We've mostly compared it to GCC, the caveat being that GCC generates floats using lui/ori in GPRs and then moves them to FPRs with mtc1 if necessary,
whereas we always place constants into .rodata, and have relocations accordingly.
Another difference is that despite invoking GCC without -fpic flag for n64, it generates code that has R_MIPS_GOT16 relocations.
Implemented that part to use %higher, %highest relocations to fetch the address.
This needs a bit more work. The problem is that the address for the constant loads is the address of the .rodata section, not the address of the constant in the .rodata section. I've spelled out the changes required inline.

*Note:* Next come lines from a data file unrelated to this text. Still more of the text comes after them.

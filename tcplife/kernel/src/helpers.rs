//! Helper functions for eBPF programs
//!
//! Provides safe wrappers around BPF helper functions and the kernel
//! implementation of the reconciler's environment queries.

use aya_ebpf::helpers::{
    bpf_get_current_comm, bpf_get_current_pid_tgid, bpf_get_current_uid_gid, bpf_ktime_get_ns,
};
use tcplife_common::{
    constants::TASK_COMM_LEN, ByteCounters, Ipv4Endpoints, Ipv6Endpoints, ProbeEnv, SockHandle,
    TaskContext,
};

use crate::socket_parser::*;

/// Get current timestamp in nanoseconds
#[inline(always)]
pub fn get_timestamp() -> u64 {
    unsafe { bpf_ktime_get_ns() }
}

/// Get current process ID
#[inline(always)]
pub fn get_pid() -> u32 {
    let pid_tgid = unsafe { bpf_get_current_pid_tgid() };
    (pid_tgid >> 32) as u32
}

/// Get current user ID
#[inline(always)]
pub fn get_uid() -> u32 {
    let uid_gid = unsafe { bpf_get_current_uid_gid() };
    (uid_gid & 0xFFFFFFFF) as u32
}

/// Get current command name, empty if the helper fails
#[inline(always)]
pub fn get_comm() -> [u8; TASK_COMM_LEN] {
    bpf_get_current_comm().unwrap_or([0; TASK_COMM_LEN])
}

/// Increment a statistics counter
///
/// Each CPU owns its slot, so a plain add does not race.
#[inline(always)]
pub fn increment_stat(stat_id: u32) {
    use crate::maps::STATS;

    if let Some(count) = STATS.get_ptr_mut(stat_id) {
        unsafe { *count += 1 };
    }
}

/// Environment seen from inside the kprobe
pub struct KernelEnv;

impl ProbeEnv for KernelEnv {
    #[inline(always)]
    fn now_ns(&self) -> u64 {
        get_timestamp()
    }

    #[inline(always)]
    fn current_task(&self) -> TaskContext {
        TaskContext {
            pid: get_pid(),
            uid: get_uid(),
            comm: get_comm(),
        }
    }

    #[inline(always)]
    fn byte_counters(&self, handle: SockHandle) -> ByteCounters {
        read_byte_counters(handle)
    }

    #[inline(always)]
    fn address_family(&self, handle: SockHandle) -> u16 {
        read_family(handle)
    }

    #[inline(always)]
    fn ipv4_endpoints(&self, handle: SockHandle) -> Ipv4Endpoints {
        read_ipv4_endpoints(handle)
    }

    #[inline(always)]
    fn ipv6_endpoints(&self, handle: SockHandle) -> Ipv6Endpoints {
        read_ipv6_endpoints(handle)
    }
}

lib/Target/Mips/AsmParser/MipsAsmParser.cpp | ||
---|---|---|
2781 | Can you make this a private class member of MipsAsmParser instead? It avoids having to explicitly pass STI, ATReg, IsPicEnabled. | |
2882–2896 | See my comment about generating the addresses correctly. | |
2930–2942 | See my comment about generating addresses correctly. | |
2982–2994 | This two hunks need to be reversed and modified slightly. The problem is that you're generating the symbol with the name of the ReadOnlySection. The linker will resolve this as to the start of the ReadOnlySection and rewrite the relocs to that value. Instead, you need to create a symbol visible to this object, switch to the ReadOnlySection, then emit the symbol and data. | |
test/MC/Mips/macro-li.d.s | ||
2 | Small change here for both files. Can you use the label O32-N32-(NO-)PIC as required? It makes to more obvious that the check lines are for O32 and N32. |
LGTM with the fixmes added and the whitespace nit addressed.

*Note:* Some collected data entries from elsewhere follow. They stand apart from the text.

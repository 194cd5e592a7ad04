// CLI flag definitions

use crate::infrastructure::constants::CONF_FILE_ENV;
use clap::{ArgGroup, Parser};
use std::path::PathBuf;

#[derive(Parser, Debug)]
#[command(
    name = "nautilus",
    version,
    about = "Describe Kubernetes cluster information",
    long_about = "A small CLI that reads cluster information and creates or applies basic workloads through the Kubernetes API"
)]
#[command(group(
    ArgGroup::new("action")
        .required(true)
        .multiple(false)
        .args([
            "cluster_info",
            "api_versions",
            "nodes",
            "list_namespaces",
            "list_pods",
            "switch_context",
            "apply",
            "create",
        ])
))]
pub struct CliArgs {
    /// Namespace for namespaced operations (default: "default")
    #[arg(long, short = 'n')]
    pub namespace: Option<String>,

    /// Print the cluster information
    #[arg(long, visible_alias = "cluster")]
    pub cluster_info: bool,

    /// Print the server version and the served API versions
    #[arg(long)]
    pub api_versions: bool,

    /// Print information about all nodes
    #[arg(long)]
    pub nodes: bool,

    /// Print information about all namespaces
    #[arg(long, alias = "list_namespaces")]
    pub list_namespaces: bool,

    /// List all pods in the selected namespace
    #[arg(long)]
    pub list_pods: bool,

    /// Switch to a different kubeconfig context
    #[arg(long, value_name = "CONTEXT")]
    pub switch_context: Option<String>,

    /// Apply a manifest file (Deployment, Service and Pod objects)
    #[arg(long, value_name = "FILE")]
    pub apply: Option<PathBuf>,

    /// Create a resource: `deployment <NAME> <IMAGE>` or `service <NAME>`
    #[arg(long, num_args = 2..=3, value_names = ["RESOURCE_TYPE", "NAME", "IMAGE"])]
    pub create: Option<Vec<String>>,

    /// Number of replicas for `--create deployment`
    #[arg(long, value_parser = clap::value_parser!(i32).range(0..))]
    pub replicas: Option<i32>,

    /// Path to kubeconfig file
    /// If not specified, uses default kubeconfig resolution (KUBECONFIG env or ~/.kube/config)
    #[arg(long)]
    pub kubeconfig: Option<String>,

    /// Kubernetes context to use
    /// If not specified, uses current context from kubeconfig
    #[arg(long)]
    pub context: Option<String>,

    /// Path to nautilus configuration file (TOML)
    #[arg(long, env = CONF_FILE_ENV, value_name = "PATH")]
    pub config: Option<String>,
}
pub mod commands;
pub mod dispatch;
pub mod display;

pub use commands::CliArgs;
pub use dispatch::{execute, run, switch, Action, ClusterAction, CommandOutput};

lib/Target/Mips/AsmParser/MipsAsmParser.cpp | ||
---|---|---|
2806 | Sorry, I missed something here. For O32 and N32 all addresses are 32 bits. For N64 addresses are 64 bits unless -msym32 is used--in which case symbols are 32 bits. Unfortunately, I've found something questionable in the GNU assembler which is that li.d always assumes that the address of the temporary symbol used to load the constant is always 32 bits in the non-pic case. Can you attach two fixmes here? The first is that our assembler is technically correct but gives a different result to gas but gas is incomplete there (it has a fixme noting it doesn't work with 64-bit addresses). The second is that with -msym32 the address expansion for N64 should probably use the O32 / N32 case. It's safe to use the 64 address expansion as the symbol's value is considered sign extended. | |
2943–2944 | FIXME: This method is too general. In principal we should compute the number of instructions required to synthesize the immediate inline compared to synthesising the address inline and relying on non .text sections. For static O32 and N32 this may yield a small benefit, for static N64 this is likely to yield a much larger benefit as we have to synthesize a 64bit address to load a 64 bit value. | |
test/MC/Mips/macro-li.d.s | ||
357 | Spurious whitespace at the end of this line. |
I haven't looked too closely at the output of the macro since I don't know what it should be but it looks like the issues I raised earlier in the review are no longer there. I just have one nit about nextReg().
lib/Target/Mips/AsmParser/MipsAsmParser.cpp | ||
---|---|---|
2725 | I'd recommend a comment mentioning the D0 + 1 == F1 and F1 + 1 == D1 quirks. It makes sense when you're thinking of it in the context of where it's being used but F1 + 1 == D1 in particular isn't very obvious without that context. It would be reasonable for a reader to expect F1 + 1 == F2. |
There appears to be spurious white space on the line before this prototype, please remove it when you're committing.